For instance, only 48% report linking security, via organisational structure or policy, to privacy or regulatory compliance. And only 46% employ dedicated security personnel who support internal business departments.
Those are just two examples of the disconnect. Others include not aligning security spend with real-world business risk and not having healthy lines of communication with executive leadership. Part of the problem, security industry experts say, is of IT security's own making.
"Many security professionals do not behave as if they are a critical business function. Instead of discussing business risk, they discuss attack techniques and technologies," said Eric Cowperthwaite, CSO at Providence Health and Services.
That communication problem, says Daniel Kennedy, research director for information security and networking at the research firm TheInfoPro, is largely a by-product of an old story: Organisations promote highly technical personnel to what should really be a business management role.
"They figure, 'That's the person who managed the firewall, therefore let's make them the CISO,'" says Kennedy. "There has to be some consideration that there are people out there who are good communicators, good senior executives, and then there are people for whom that's not in line with their capabilities," he said.
"I speak with other companies all the time, and there are many CISOs with that title, but their real strategy is to make their firewalls run better, so they're always working at a low tactical level," said Providence Health's Cowperthwaite.
That means to move from laggard to leader, more enterprises need to elevate the CSO position from a tactical level to the level of a business risk adviser.
TheInfoPro's Kennedy said that to get there, the first step is to build credibility.
"If management doesn't trust the CISO, then they don't have the right guy. The security leader is someone functioning on the executive level, someone who can speak IT in business terms, and somebody who really effects cultural change in the company," he says.
"That means there should be a difference between the day they started and a year and a half later in terms of the way the company views security. If they're not getting that, you don't have a security leader. What you have is somebody who is sort of just sitting around in the role," says TheInfoPro's Kennedy.
That trust, in combination with executive leadership, will go a long way toward getting the security budget and resources needed to build a solid programme.
But it's not enough. Experienced pros say that the CISO who can build a world-class programme has to first be an expert on the industry they're in and how their organisation functions in that industry. That's why Cowperthwaite advises CISOs to learn the nature of their business.
"If you want to be the CISO of the company, then somebody else can go talk about bits and bytes with your networking equipment provider while you figure out what the company's strategy is and how you fit into it," he says.
"You can do that better by getting to know the business inside out," he says. "If you work in transportation, you have to go out in the road with the drivers. See how everyone works and what they need to get their jobs done. If you're a hospital, watch how staff actually works."
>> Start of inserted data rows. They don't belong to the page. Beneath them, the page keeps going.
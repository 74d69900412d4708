//! Backend acquisition with failover and recovery, then forwarding.

use std::sync::atomic::{AtomicU64, Ordering};
use std::sync::Arc;
use std::time::Duration;

use tokio::io::{AsyncRead, AsyncWrite};
use tokio::net::TcpStream;
use tracing::{info, warn};

use super::backend::{connect, Backend, ServerPool};
use super::forward::{proxy_bidirectional, ForwardStats};
use super::round_robin::RoundRobin;
use crate::error::ProxyError;

/// Counters for the proxy engine.
#[derive(Debug, Default)]
pub struct ProxyStats {
    /// Backend connections established.
    pub backend_connected: AtomicU64,
    /// Backend dials that failed.
    pub backend_failed: AtomicU64,
    /// Backends brought back by a recovery scan.
    pub recoveries: AtomicU64,
    /// Bytes relayed client -> backend.
    pub bytes_to_backend: AtomicU64,
    /// Bytes relayed backend -> client.
    pub bytes_from_backend: AtomicU64,
}

/// Picks a backend for each client connection and relays bytes to it.
pub struct ProxyEngine {
    pool: Arc<ServerPool>,
    round_robin: RoundRobin,
    connect_timeout: Duration,
    stats: ProxyStats,
}

impl ProxyEngine {
    pub fn new(pool: Arc<ServerPool>, connect_timeout: Duration) -> Self {
        Self {
            round_robin: RoundRobin::new(Arc::clone(&pool)),
            pool,
            connect_timeout,
            stats: ProxyStats::default(),
        }
    }

    pub fn stats(&self) -> &ProxyStats {
        &self.stats
    }

    /// Serve one client connection.
    ///
    /// On error the client stream has already been dropped, which closes it
    /// without sending anything.
    pub async fn handle<S>(&self, client: S) -> Result<ForwardStats, ProxyError>
    where
        S: AsyncRead + AsyncWrite + Send,
    {
        if self.pool.is_empty() {
            return Err(ProxyError::NoServersConfigured);
        }

        let (backend_stream, backend) = self.acquire_backend().await?;

        info!(backend_addr = %backend.address(), "Forwarding connection to backend");

        let forwarded = proxy_bidirectional(client, backend_stream).await;

        self.stats
            .bytes_to_backend
            .fetch_add(forwarded.bytes_to_backend, Ordering::Relaxed);
        self.stats
            .bytes_from_backend
            .fetch_add(forwarded.bytes_from_backend, Ordering::Relaxed);

        Ok(forwarded)
    }

    /// Select and connect to a backend, failing over on dial errors.
    ///
    /// Makes at most one attempt per pool member. A failed dial marks the
    /// backend dead right away so concurrent selections skip it without
    /// waiting for the next health check.
    pub async fn acquire_backend(&self) -> Result<(TcpStream, Arc<Backend>), ProxyError> {
        let attempts = self.pool.len();

        for attempt in 1..=attempts {
            let Some(backend) = self.round_robin.next() else {
                return self.recovery_scan().await;
            };

            match connect(backend.address(), self.connect_timeout).await {
                Ok(stream) => {
                    self.stats.backend_connected.fetch_add(1, Ordering::Relaxed);
                    return Ok((stream, backend));
                }
                Err(e) => {
                    self.stats.backend_failed.fetch_add(1, Ordering::Relaxed);
                    backend.mark_dead();
                    warn!(
                        backend_addr = %backend.address(),
                        attempt,
                        error = %e,
                        "Backend connection failed, marked dead"
                    );
                }
            }
        }

        Err(ProxyError::AllAttemptsFailed { attempts })
    }

    /// Dial every backend in pool order and use the first that answers.
    async fn recovery_scan(&self) -> Result<(TcpStream, Arc<Backend>), ProxyError> {
        warn!("No alive backend in rotation, scanning pool for recovery");

        for backend in self.pool.list_servers() {
            match connect(backend.address(), self.connect_timeout).await {
                Ok(stream) => {
                    backend.mark_alive();
                    self.stats.recoveries.fetch_add(1, Ordering::Relaxed);
                    self.stats.backend_connected.fetch_add(1, Ordering::Relaxed);
                    info!(backend_addr = %backend.address(), "Recovered backend");
                    return Ok((stream, backend));
                }
                Err(e) => {
                    self.stats.backend_failed.fetch_add(1, Ordering::Relaxed);
                    warn!(
                        backend_addr = %backend.address(),
                        error = %e,
                        "Recovery probe failed"
                    );
                }
            }
        }

        Err(ProxyError::NoAliveBackend)
    }
}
Finally, to be security leaders, enterprises need to start measuring their efforts so that they can improve over time. Pete Lindstrom, research director at Spire Security, said that a good place to start is with operational metrics. Those would include commonly repeated tasks such as user provisioning, account management, and time from vulnerability discovery to remediation. The measurements can also be risk-based, such as vulnerability-management efforts. "The important thing is to start measuring what you can measure, and build the metrics you can track over time," Lindstrom said.
While most organisations still lack a cohesive security strategy and an ability to execute on that strategy, it's clear that it's not beyond their reach to develop those things. Security management needs to be in a position of authority, integrate itself into the business and continuously measure and improve upon its own efforts.